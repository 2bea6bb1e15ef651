//! Per-check alert state and transition detection

use std::collections::HashMap;
use std::sync::Arc;

use chrono::{DateTime, Utc};
use parking_lot::{Mutex, RwLock};
use serde::Serialize;

use super::dispatcher::AlertQueue;
use crate::checks::Evaluation;

/// Last known state of one check or log rule
#[derive(Debug, Clone, Default)]
pub struct AlertState {
    /// Whether the alert is currently raised
    pub last_status: bool,
    /// Latest status line
    pub status_message: String,
    /// When `last_status` last flipped
    pub changed_at: Option<DateTime<Utc>>,
    /// Last update timestamp
    pub updated_at: Option<DateTime<Utc>>,
}

impl AlertState {
    /// Store a new status, returning whether it differs from the previous one
    pub fn record(&mut self, status: bool, status_message: String) -> bool {
        let now = Utc::now();
        let changed = status != self.last_status;
        if changed {
            self.changed_at = Some(now);
        }
        self.last_status = status;
        self.status_message = status_message;
        self.updated_at = Some(now);
        changed
    }
}

/// Shared handle to one [`AlertState`]
pub type StatusHandle = Arc<Mutex<AlertState>>;

/// Point-in-time view of one state, for status queries
#[derive(Debug, Clone, Serialize)]
pub struct StatusEntry {
    pub name: String,
    pub alerting: bool,
    pub message: String,
    pub changed_at: Option<DateTime<Utc>>,
}

/// Decides which evaluations turn into notifications
pub struct AlertStateTracker {
    states: RwLock<HashMap<String, StatusHandle>>,
    queue: AlertQueue,
}

impl AlertStateTracker {
    pub fn new(queue: AlertQueue) -> Self {
        Self {
            states: RwLock::new(HashMap::new()),
            queue,
        }
    }

    /// Create the state for `name`, or return the existing one
    pub fn register(&self, name: &str) -> StatusHandle {
        if let Some(handle) = self.states.read().get(name) {
            return Arc::clone(handle);
        }
        let mut states = self.states.write();
        Arc::clone(states.entry(name.to_string()).or_default())
    }

    /// Record an evaluation and queue its message if the status flipped.
    ///
    /// The compare-and-set happens under the check's lock; the lock is
    /// released before queueing, which may wait on a full queue.
    pub async fn report(&self, name: &str, evaluation: Evaluation) -> bool {
        let handle = self.register(name);
        let changed = handle
            .lock()
            .record(evaluation.status, evaluation.status_message);

        if changed {
            tracing::info!(
                check = %name,
                alerting = evaluation.status,
                "Status changed"
            );
            if !evaluation.message.is_empty() {
                self.queue.enqueue(evaluation.message).await;
            }
        }
        changed
    }

    /// Record a check that can no longer evaluate and always queue its notice.
    ///
    /// The check is disabled afterwards, so the notice is sent even when the
    /// state was already alerting and no later evaluation would report it.
    pub async fn report_failure(&self, name: &str, evaluation: Evaluation) {
        let handle = self.register(name);
        handle
            .lock()
            .record(evaluation.status, evaluation.status_message);

        tracing::info!(check = %name, "Check stopped, sending final notice");
        if !evaluation.message.is_empty() {
            self.queue.enqueue(evaluation.message).await;
        }
    }

    /// Current state of every registered check, sorted by name
    pub fn statuses(&self) -> Vec<StatusEntry> {
        let mut entries: Vec<StatusEntry> = self
            .states
            .read()
            .iter()
            .map(|(name, handle)| {
                let state = handle.lock();
                StatusEntry {
                    name: name.clone(),
                    alerting: state.last_status,
                    message: state.status_message.clone(),
                    changed_at: state.changed_at,
                }
            })
            .collect();
        entries.sort_by(|a, b| a.name.cmp(&b.name));
        entries
    }
}

#[cfg(test)]
mod tests {
    use super::*;
    use crate::alerts::dispatcher::AlertDispatcher;
    use crate::alerts::notifier::testing::RecordingNotifier;
    use crate::alerts::subscribers::SubscriberStore;
    use crate::checks::cpu::evaluate_load;

    fn tracker() -> (AlertStateTracker, AlertDispatcher) {
        let store = Arc::new(SubscriberStore::in_memory());
        let notifier = Arc::new(RecordingNotifier::default());
        let (queue, dispatcher) = AlertDispatcher::new(100, store, notifier);
        (AlertStateTracker::new(queue), dispatcher)
    }

    fn drain(dispatcher: &mut AlertDispatcher) -> Vec<String> {
        let mut out = Vec::new();
        while let Ok(message) = dispatcher.rx_mut().try_recv() {
            out.push(message);
        }
        out
    }

    #[tokio::test]
    async fn test_cpu_sequence_emits_on_transitions_only() {
        let (tracker, mut dispatcher) = tracker();

        let mut emitted_at = Vec::new();
        for (i, load) in [70.0, 85.0, 90.0, 60.0].into_iter().enumerate() {
            if tracker.report("CPU", evaluate_load(load, 80.0)).await {
                emitted_at.push(i);
            }
        }

        assert_eq!(emitted_at, vec![1, 3]);
        let messages = drain(&mut dispatcher);
        assert_eq!(messages.len(), 2);
        assert!(messages[0].starts_with("CPU: ALERT: CPU load 85.00%"));
        assert!(messages[1].contains("60.00% is back to normal"));
    }

    #[tokio::test]
    async fn test_alerting_at_startup_emits_once() {
        let (tracker, mut dispatcher) = tracker();
        for _ in 0..3 {
            tracker.report("CPU", evaluate_load(95.0, 80.0)).await;
        }
        assert_eq!(drain(&mut dispatcher).len(), 1);
    }

    #[tokio::test]
    async fn test_emissions_equal_status_changes() {
        let (tracker, mut dispatcher) = tracker();
        let sequence = [false, true, true, false, false, true, false, true, true];

        let mut previous = false;
        let mut changes = 0;
        for status in sequence {
            if status != previous {
                changes += 1;
            }
            previous = status;
            let text = if status { "on" } else { "off" };
            tracker
                .report("Sync", Evaluation::new(status, text, text))
                .await;
        }

        let messages = drain(&mut dispatcher);
        assert_eq!(messages.len(), changes);
        // strictly alternating
        for pair in messages.windows(2) {
            assert_ne!(pair[0], pair[1]);
        }
    }

    #[tokio::test]
    async fn test_failure_notice_sent_while_alerting() {
        let (tracker, mut dispatcher) = tracker();
        tracker.report("CPU", evaluate_load(95.0, 80.0)).await;

        let err = crate::checks::CheckError::DeviceNotFound("sda".to_string());
        tracker
            .report_failure("CPU", Evaluation::failed("CPU", &err))
            .await;

        let messages = drain(&mut dispatcher);
        assert_eq!(messages.len(), 2);
        assert_eq!(
            messages[1],
            "CPU: ALERT: cannot evaluate: No block device named sda"
        );
        let status = &tracker.statuses()[0];
        assert!(status.alerting);
        assert!(status.message.contains("cannot evaluate"));
    }

    #[tokio::test]
    async fn test_statuses_reflect_latest_evaluation() {
        let (tracker, _dispatcher) = tracker();
        tracker.register("Mem");
        tracker.report("CPU", evaluate_load(10.0, 80.0)).await;

        let statuses = tracker.statuses();
        assert_eq!(statuses.len(), 2);
        assert_eq!(statuses[0].name, "CPU");
        assert_eq!(statuses[0].message, "CPU: Current CPU load (all CPUs) is 10.00%");
        assert!(!statuses[0].alerting);
        assert_eq!(statuses[1].name, "Mem");
        assert!(statuses[1].message.is_empty());
    }
}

********************

■ The task: All of the material is to be duplicated exactly.

■ Written solution:
repository 2bea6bb1e15ef651
//! Per-check alert state and transition detection

use std::collections::HashMap;
use std::sync::Arc;

use chrono::{DateTime, Utc};
use parking_lot::{Mutex, RwLock};
use serde::Serialize;

use super::dispatcher::AlertQueue;
use crate::checks::Evaluation;

/// Last known state of one check or log rule
#[derive(Debug, Clone, Default)]
pub struct AlertState {
    /// Whether the alert is currently raised
    pub last_status: bool,
    /// Latest status line
    pub status_message: String,
    /// When `last_status` last flipped
    pub changed_at: Option<DateTime<Utc>>,
    /// Last update timestamp
    pub updated_at: Option<DateTime<Utc>>,
}

impl AlertState {
    /// Store a new status, returning whether it differs from the previous one
    pub fn record(&mut self, status: bool, status_message: String) -> bool {
        let now = Utc::now();
        let changed = status != self.last_status;
        if changed {
            self.changed_at = Some(now);
        }
        self.last_status = status;
        self.status_message = status_message;
        self.updated_at = Some(now);
        changed
    }
}

/// Shared handle to one [`AlertState`]
pub type StatusHandle = Arc<Mutex<AlertState>>;

/// Point-in-time view of one state, for status queries
#[derive(Debug, Clone, Serialize)]
pub struct StatusEntry {
    pub name: String,
    pub alerting: bool,
    pub message: String,
    pub changed_at: Option<DateTime<Utc>>,
}

/// Decides which evaluations turn into notifications
pub struct AlertStateTracker {
    states: RwLock<HashMap<String, StatusHandle>>,
    queue: AlertQueue,
}

impl AlertStateTracker {
    pub fn new(queue: AlertQueue) -> Self {
        Self {
            states: RwLock::new(HashMap::new()),
            queue,
        }
    }

    /// Create the state for `name`, or return the existing one
    pub fn register(&self, name: &str) -> StatusHandle {
        if let Some(handle) = self.states.read().get(name) {
            return Arc::clone(handle);
        }
        let mut states = self.states.write();
        Arc::clone(states.entry(name.to_string()).or_default())
    }

    /// Record an evaluation and queue its message if the status flipped.
    ///
    /// The compare-and-set happens under the check's lock; the lock is
    /// released before queueing, which may wait on a full queue.
    pub async fn report(&self, name: &str, evaluation: Evaluation) -> bool {
        let handle = self.register(name);
        let changed = handle
            .lock()
            .record(evaluation.status, evaluation.status_message);

        if changed {
            tracing::info!(
                check = %name,
                alerting = evaluation.status,
                "Status changed"
            );
            if !evaluation.message.is_empty() {
                self.queue.enqueue(evaluation.message).await;
            }
        }
        changed
    }

    /// Record a check that can no longer evaluate and always queue its notice.
    ///
    /// The check is disabled afterwards, so the notice is sent even when the
    /// state was already alerting and no later evaluation would report it.
    pub async fn report_failure(&self, name: &str, evaluation: Evaluation) {
        let handle = self.register(name);
        handle
            .lock()
            .record(evaluation.status, evaluation.status_message);

        tracing::info!(check = %name, "Check stopped, sending final notice");
        if !evaluation.message.is_empty() {
            self.queue.enqueue(evaluation.message).await;
        }
    }

    /// Current state of every registered check, sorted by name
    pub fn statuses(&self) -> Vec<StatusEntry> {
        let mut entries: Vec<StatusEntry> = self
            .states
            .read()
            .iter()
            .map(|(name, handle)| {
                let state = handle.lock();
                StatusEntry {
                    name: name.clone(),
                    alerting: state.last_status,
                    message: state.status_message.clone(),
                    changed_at: state.changed_at,
                }
            })
            .collect();
        entries.sort_by(|a, b| a.name.cmp(&b.name));
        entries
    }
}

#[cfg(test)]
mod tests {
    use super::*;
    use crate::alerts::dispatcher::AlertDispatcher;
    use crate::alerts::notifier::testing::RecordingNotifier;
    use crate::alerts::subscribers::SubscriberStore;
    use crate::checks::cpu::evaluate_load;

    fn tracker() -> (AlertStateTracker, AlertDispatcher) {
        let store = Arc::new(SubscriberStore::in_memory());
        let notifier = Arc::new(RecordingNotifier::default());
        let (queue, dispatcher) = AlertDispatcher::new(100, store, notifier);
        (AlertStateTracker::new(queue), dispatcher)
    }

    fn drain(dispatcher: &mut AlertDispatcher) -> Vec<String> {
        let mut out = Vec::new();
        while let Ok(message) = dispatcher.rx_mut().try_recv() {
            out.push(message);
        }
        out
    }

    #[tokio::test]
    async fn test_cpu_sequence_emits_on_transitions_only() {
        let (tracker, mut dispatcher) = tracker();

        let mut emitted_at = Vec::new();
        for (i, load) in [70.0, 85.0, 90.0, 60.0].into_iter().enumerate() {
            if tracker.report("CPU", evaluate_load(load, 80.0)).await {
                emitted_at.push(i);
            }
        }

        assert_eq!(emitted_at, vec![1, 3]);
        let messages = drain(&mut dispatcher);
        assert_eq!(messages.len(), 2);
        assert!(messages[0].starts_with("CPU: ALERT: CPU load 85.00%"));
        assert!(messages[1].contains("60.00% is back to normal"));
    }

    #[tokio::test]
    async fn test_alerting_at_startup_emits_once() {
        let (tracker, mut dispatcher) = tracker();
        for _ in 0..3 {
            tracker.report("CPU", evaluate_load(95.0, 80.0)).await;
        }
        assert_eq!(drain(&mut dispatcher).len(), 1);
    }

    #[tokio::test]
    async fn test_emissions_equal_status_changes() {
        let (tracker, mut dispatcher) = tracker();
        let sequence = [false, true, true, false, false, true, false, true, true];

        let mut previous = false;
        let mut changes = 0;
        for status in sequence {
            if status != previous {
                changes += 1;
            }
            previous = status;
            let text = if status { "on" } else { "off" };
            tracker
                .report("Sync", Evaluation::new(status, text, text))
                .await;
        }

        let messages = drain(&mut dispatcher);
        assert_eq!(messages.len(), changes);
        // strictly alternating
        for pair in messages.windows(2) {
            assert_ne!(pair[0], pair[1]);
        }
    }

    #[tokio::test]
    async fn test_failure_notice_sent_while_alerting() {
        let (tracker, mut dispatcher) = tracker();
        tracker.report("CPU", evaluate_load(95.0, 80.0)).await;

        let err = crate::checks::CheckError::DeviceNotFound("sda".to_string());
        tracker
            .report_failure("CPU", Evaluation::failed("CPU", &err))
            .await;

        let messages = drain(&mut dispatcher);
        assert_eq!(messages.len(), 2);
        assert_eq!(
            messages[1],
            "CPU: ALERT: cannot evaluate: No block device named sda"
        );
        let status = &tracker.statuses()[0];
        assert!(status.alerting);
        assert!(status.message.contains("cannot evaluate"));
    }

    #[tokio::test]
    async fn test_statuses_reflect_latest_evaluation() {
        let (tracker, _dispatcher) = tracker();
        tracker.register("Mem");
        tracker.report("CPU", evaluate_load(10.0, 80.0)).await;

        let statuses = tracker.statuses();
        assert_eq!(statuses.len(), 2);
        assert_eq!(statuses[0].name, "CPU");
        assert_eq!(statuses[0].message, "CPU: Current CPU load (all CPUs) is 10.00%");
        assert!(!statuses[0].alerting);
        assert_eq!(statuses[1].name, "Mem");
        assert!(statuses[1].message.is_empty());
    }
}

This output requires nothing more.